DATA EXTRACTS START
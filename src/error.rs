// Error types for competition creation, participation, lifecycle and side effects.

/// Rejected competition input. Returned before anything is written.
#[derive(thiserror::Error, Debug, Clone, PartialEq)]
pub enum ValidationError {
    #[error("title is required")]
    EmptyTitle,

    #[error("title must be at most {max} characters")]
    TitleTooLong { max: usize },

    #[error("description must be at most {max} characters")]
    DescriptionTooLong { max: usize },

    #[error("max participants must be between {min} and {max}")]
    ParticipantLimitOutOfRange { min: i64, max: i64 },

    #[error("specify either a date range or a season, not both")]
    ConflictingTiming,

    #[error("a date range or a season is required")]
    MissingTiming,

    #[error("start date must be before end date")]
    InvalidDateRange,

    #[error("competition cannot last longer than {max_days} days")]
    DurationTooLong { max_days: i64 },

    #[error("unknown season: {0}")]
    UnknownSeason(String),

    #[error("season {0} has already ended")]
    SeasonEnded(String),

    #[error("invalid criteria: {0}")]
    InvalidCriteria(String),

    #[error("owner already has {max} active competition(s)")]
    OwnerLimitReached { max: i64 },

    #[error("server already has {max} active competition(s)")]
    ServerLimitReached { max: i64 },
}

/// Errors from creating or loading competitions.
#[derive(thiserror::Error, Debug)]
pub enum CompetitionError {
    #[error(transparent)]
    Validation(#[from] ValidationError),

    #[error("competition {0} not found")]
    NotFound(i64),

    #[error(transparent)]
    Integrity(#[from] IntegrityError),

    #[error("database error: {0}")]
    Database(#[from] sqlx::Error),
}

/// A denied participant operation. `Display` is the reason shown to users.
#[derive(thiserror::Error, Debug)]
pub enum ParticipantError {
    #[error("player is already a participant")]
    AlreadyParticipant,

    #[error("player left this competition and cannot rejoin")]
    PreviouslyLeft,

    #[error("competition is full ({max} participants)")]
    CapacityExceeded { max: i64 },

    #[error("competition is cancelled or has ended")]
    InactiveCompetition,

    #[error("competition is invite-only")]
    InviteRequired,

    #[error("player has no pending invitation")]
    NotInvited,

    #[error("participants can only be added as invited or joined")]
    InvalidStatus,

    #[error("competition {0} not found")]
    CompetitionNotFound(i64),

    #[error(transparent)]
    Integrity(#[from] IntegrityError),

    #[error("database error: {0}")]
    Database(#[from] sqlx::Error),
}

impl ParticipantError {
    /// Short label used for metrics.
    pub fn label(&self) -> &'static str {
        match self {
            ParticipantError::AlreadyParticipant => "already_participant",
            ParticipantError::PreviouslyLeft => "previously_left",
            ParticipantError::CapacityExceeded { .. } => "capacity_exceeded",
            ParticipantError::InactiveCompetition => "inactive_competition",
            ParticipantError::InviteRequired => "invite_required",
            ParticipantError::NotInvited => "not_invited",
            ParticipantError::InvalidStatus => "invalid_status",
            ParticipantError::CompetitionNotFound(_) => "not_found",
            ParticipantError::Integrity(_) => "integrity",
            ParticipantError::Database(_) => "database",
        }
    }
}

/// Stored data that breaks an invariant upstream of this crate.
#[derive(thiserror::Error, Debug, Clone, PartialEq)]
pub enum IntegrityError {
    #[error("competition {competition_id} has neither a date range nor a season")]
    MissingTiming { competition_id: i64 },

    #[error("competition {competition_id} has both a date range and a season")]
    ConflictingTiming { competition_id: i64 },

    #[error("competition {competition_id} has an incomplete date range")]
    PartialDateRange { competition_id: i64 },

    #[error("competition {competition_id} has unreadable criteria: {reason}")]
    Criteria { competition_id: i64, reason: String },

    #[error("snapshot for player {player_id} in competition {competition_id} is unreadable: {reason}")]
    Payload {
        competition_id: i64,
        player_id: i64,
        reason: String,
    },

    #[error("unknown {field} value: {value}")]
    UnknownValue { field: &'static str, value: String },
}

/// Failure to look up a player's current statistics.
#[derive(thiserror::Error, Debug)]
pub enum StatsError {
    #[error("no statistics for player {0}")]
    NotFound(i64),

    #[error("statistics lookup for player {player_id} timed out after {seconds}s")]
    Timeout { player_id: i64, seconds: u64 },

    #[error("statistics provider failed: {0}")]
    Provider(String),

    #[error("database error: {0}")]
    Database(#[from] sqlx::Error),
}

/// Outcome of a failed notification delivery.
#[derive(thiserror::Error, Debug, Clone, PartialEq)]
pub enum NotifyError {
    #[error("missing permission to post in channel {channel_id}")]
    PermissionDenied { channel_id: String },

    #[error("notification failed: {0}")]
    Other(String),
}

impl NotifyError {
    /// Short label used for metrics.
    pub fn label(&self) -> &'static str {
        match self {
            NotifyError::PermissionDenied { .. } => "permission_denied",
            NotifyError::Other(_) => "other",
        }
    }
}

/// Leaderboard cache read/write failure.
#[derive(thiserror::Error, Debug)]
pub enum CacheError {
    #[error("cache encoding failed: {0}")]
    Encode(#[from] serde_json::Error),

    #[error("cache compression failed: {0}")]
    Io(#[from] std::io::Error),

    #[error("database error: {0}")]
    Database(#[from] sqlx::Error),
}

/// A single competition's transition failed. Other competitions in the tick
/// are unaffected.
#[derive(thiserror::Error, Debug)]
pub enum LifecycleError {
    #[error(transparent)]
    Integrity(#[from] IntegrityError),

    #[error("payload encoding failed: {0}")]
    Encode(#[from] serde_json::Error),

    #[error(transparent)]
    Leaderboard(#[from] LeaderboardError),

    #[error("database error: {0}")]
    Database(#[from] sqlx::Error),
}

/// Errors from the leaderboard query path.
#[derive(thiserror::Error, Debug)]
pub enum LeaderboardError {
    #[error("competition {0} not found")]
    NotFound(i64),

    #[error(transparent)]
    Integrity(#[from] IntegrityError),

    #[error("database error: {0}")]
    Database(#[from] sqlx::Error),
}
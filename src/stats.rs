// Statistics provider seam. Snapshot capture and live leaderboards ask a
// provider for a player's current cumulative statistics.

use std::sync::Arc;
use std::time::Duration;

use async_trait::async_trait;

use crate::criteria::{PlayerStatistics, StatsQuery};
use crate::db::Database;
use crate::error::StatsError;

#[async_trait]
pub trait StatsProvider: Send + Sync {
    /// Current statistics for `player_id`, restricted to `query`.
    async fn current_statistics(
        &self,
        player_id: i64,
        query: &StatsQuery,
    ) -> Result<PlayerStatistics, StatsError>;
}

/// Run one lookup, giving up after `timeout`.
pub async fn lookup_with_timeout(
    provider: &dyn StatsProvider,
    player_id: i64,
    query: &StatsQuery,
    timeout: Duration,
) -> Result<PlayerStatistics, StatsError> {
    match tokio::time::timeout(timeout, provider.current_statistics(player_id, query)).await {
        Ok(result) => result,
        Err(_) => Err(StatsError::Timeout {
            player_id,
            seconds: timeout.as_secs(),
        }),
    }
}

/// Reads statistics from the ingested `player_matches` and `player_ranks`
/// tables.
pub struct DbStatsProvider {
    db: Arc<Database>,
}

impl DbStatsProvider {
    pub fn new(db: Arc<Database>) -> Self {
        Self { db }
    }
}

#[async_trait]
impl StatsProvider for DbStatsProvider {
    async fn current_statistics(
        &self,
        player_id: i64,
        query: &StatsQuery,
    ) -> Result<PlayerStatistics, StatsError> {
        if self.db.get_player(player_id).await?.is_none() {
            return Err(StatsError::NotFound(player_id));
        }

        let (games, wins) = self.db.match_totals(player_id, query).await?;
        let rank = match query.queue {
            Some(queue) if queue.is_ladder() => self.db.current_rank(player_id, queue).await?,
            _ => None,
        };

        let games = u32::try_from(games)
            .map_err(|_| StatsError::Provider(format!("game count out of range: {games}")))?;
        let wins = u32::try_from(wins)
            .map_err(|_| StatsError::Provider(format!("win count out of range: {wins}")))?;
        Ok(PlayerStatistics { games, wins, rank })
    }
}
impl Tier {
    pub fn as_str(self) -> &'static str {
        match self {
            Tier::Iron => "IRON",
            Tier::Bronze => "BRONZE",
            Tier::Silver => "SILVER",
            Tier::Gold => "GOLD",
            Tier::Platinum => "PLATINUM",
            Tier::Emerald => "EMERALD",
            Tier::Diamond => "DIAMOND",
            Tier::Master => "MASTER",
            Tier::Grandmaster => "GRANDMASTER",
            Tier::Challenger => "CHALLENGER",
        }
    }

    pub fn from_str_name(s: &str) -> Option<Self> {
        match s {
            "IRON" => Some(Tier::Iron),
            "BRONZE" => Some(Tier::Bronze),
            "SILVER" => Some(Tier::Silver),
            "GOLD" => Some(Tier::Gold),
            "PLATINUM" => Some(Tier::Platinum),
            "EMERALD" => Some(Tier::Emerald),
            "DIAMOND" => Some(Tier::Diamond),
            "MASTER" => Some(Tier::Master),
            "GRANDMASTER" => Some(Tier::Grandmaster),
            "CHALLENGER" => Some(Tier::Challenger),
            _ => None,
        }
    }

    /// Apex tiers have no divisions and share one league-point ladder.
    pub fn is_apex(self) -> bool {
        self >= Tier::Master
    }

    fn index(self) -> i64 {
        self as i64
    }
}

/// A ranked standing. Division 1 is the best division within a tier.
#[derive(Debug, Clone, Copy, PartialEq, Eq, Hash, Serialize, Deserialize)]
pub struct Rank {
    pub tier: Tier,
    pub division: u8,
    pub lp: i32,
}

impl Rank {
    pub fn new(tier: Tier, division: u8, lp: i32) -> Self {
        let division = if tier.is_apex() { 1 } else { division.clamp(1, 4) };
        Self { tier, division, lp }
    }

    /// Position on a single league-point scale, so that climbing across
    /// divisions and tiers counts as positive movement.
    pub fn points(&self) -> i64 {
        if self.tier.is_apex() {
            Tier::Master.index() * TIER_POINTS + i64::from(self.lp)
        } else {
            self.tier.index() * TIER_POINTS
                + (4 - i64::from(self.division)) * DIVISION_POINTS
                + i64::from(self.lp)
        }
    }
}

impl Ord for Rank {
    fn cmp(&self, other: &Self) -> Ordering {
        self.tier
            .cmp(&other.tier)
            .then_with(|| other.division.cmp(&self.division))
            .then_with(|| self.lp.cmp(&other.lp))
    }
}

impl PartialOrd for Rank {
    fn partial_cmp(&self, other: &Self) -> Option<Ordering> {
        Some(self.cmp(other))
    }
}

impl fmt::Display for Rank {
    fn fmt(&self, f: &mut fmt::Formatter<'_>) -> fmt::Result {
        if self.tier.is_apex() {
            write!(f, "{} {} LP", self.tier.as_str(), self.lp)
        } else {
            let division = match self.division {
                1 => "I",
                2 => "II",
                3 => "III",
                _ => "IV",
            };
            write!(f, "{} {} {} LP", self.tier.as_str(), division, self.lp)
        }
    }
}

/// The scoring rule selected for a competition.
#[derive(Debug, Clone, PartialEq, Serialize, Deserialize)]
#[serde(tag = "type", rename_all = "SCREAMING_SNAKE_CASE")]
pub enum CompetitionCriteria {
    MostGamesPlayed { queue: Queue },
    HighestRank { queue: Queue },
    MostRankClimb { queue: Queue },
    MostWinsPlayer { queue: Queue },
    MostWinsChampion {
        champion_id: i64,
        #[serde(default)]
        queue: Option<Queue>,
    },
    HighestWinRate { queue: Queue, min_games: u32 },
}
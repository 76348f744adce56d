// server/src/services/voice_service.rs

//! Voice intake: the add-to-cart path used by the voice assistant.
//!
//! The identity here is whatever the caller put in the request body, not a
//! verified session subject. Deployments must put their own authentication
//! in front of this entry point.

use crate::errors::{AppError, Result};
use crate::models::{CartItem, Product, UserIdentity};
use crate::services::{cart_service, catalog_service};
use sqlx::SqlitePool;
use tracing::{info, instrument};

#[derive(Debug, Clone)]
pub struct VoiceCartOutcome {
  pub product: Product,
  pub cart_item: CartItem,
}

#[instrument(name = "voice_service::voice_add_to_cart", skip(pool, email), err(Display))]
pub async fn voice_add_to_cart(
  pool: &SqlitePool,
  email: Option<&str>,
  product_id: Option<i64>,
  quantity: Option<i64>,
) -> Result<VoiceCartOutcome> {
  // Store ids start at 1; zero or a negative id counts as no product.
  let product_id = product_id.filter(|id| *id > 0);
  let (identity, product_id) = match (email.and_then(UserIdentity::parse), product_id) {
    (Some(identity), Some(product_id)) => (identity, product_id),
    _ => {
      return Err(AppError::InvalidArgument(
        "Product ID and email are required".to_string(),
      ))
    }
  };
  let quantity = quantity.unwrap_or(1);
  if quantity < 1 {
    return Err(AppError::InvalidArgument("Quantity must be a positive number.".to_string()));
  }
  if quantity > cart_service::MAX_LINE_QUANTITY {
    return Err(AppError::InvalidArgument(format!(
      "Quantity must be at most {}.",
      cart_service::MAX_LINE_QUANTITY
    )));
  }

  info!(user = %identity, "Voice add-to-cart with caller-supplied identity.");

  let product = catalog_service::get_product(pool, product_id).await?;
  let cart_item = cart_service::upsert_line(pool, &identity, &product, quantity).await?;

  Ok(VoiceCartOutcome { product, cart_item })
}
DATA EXTRACTS END
* WHAT IS BEING ASKED *
Above are the records. Identify each line that contains the word "Challenger".

* RESPONSE FOR THIS EXERCISE *
            Tier::Challenger => "CHALLENGER",
            "CHALLENGER" => Some(Tier::Challenger),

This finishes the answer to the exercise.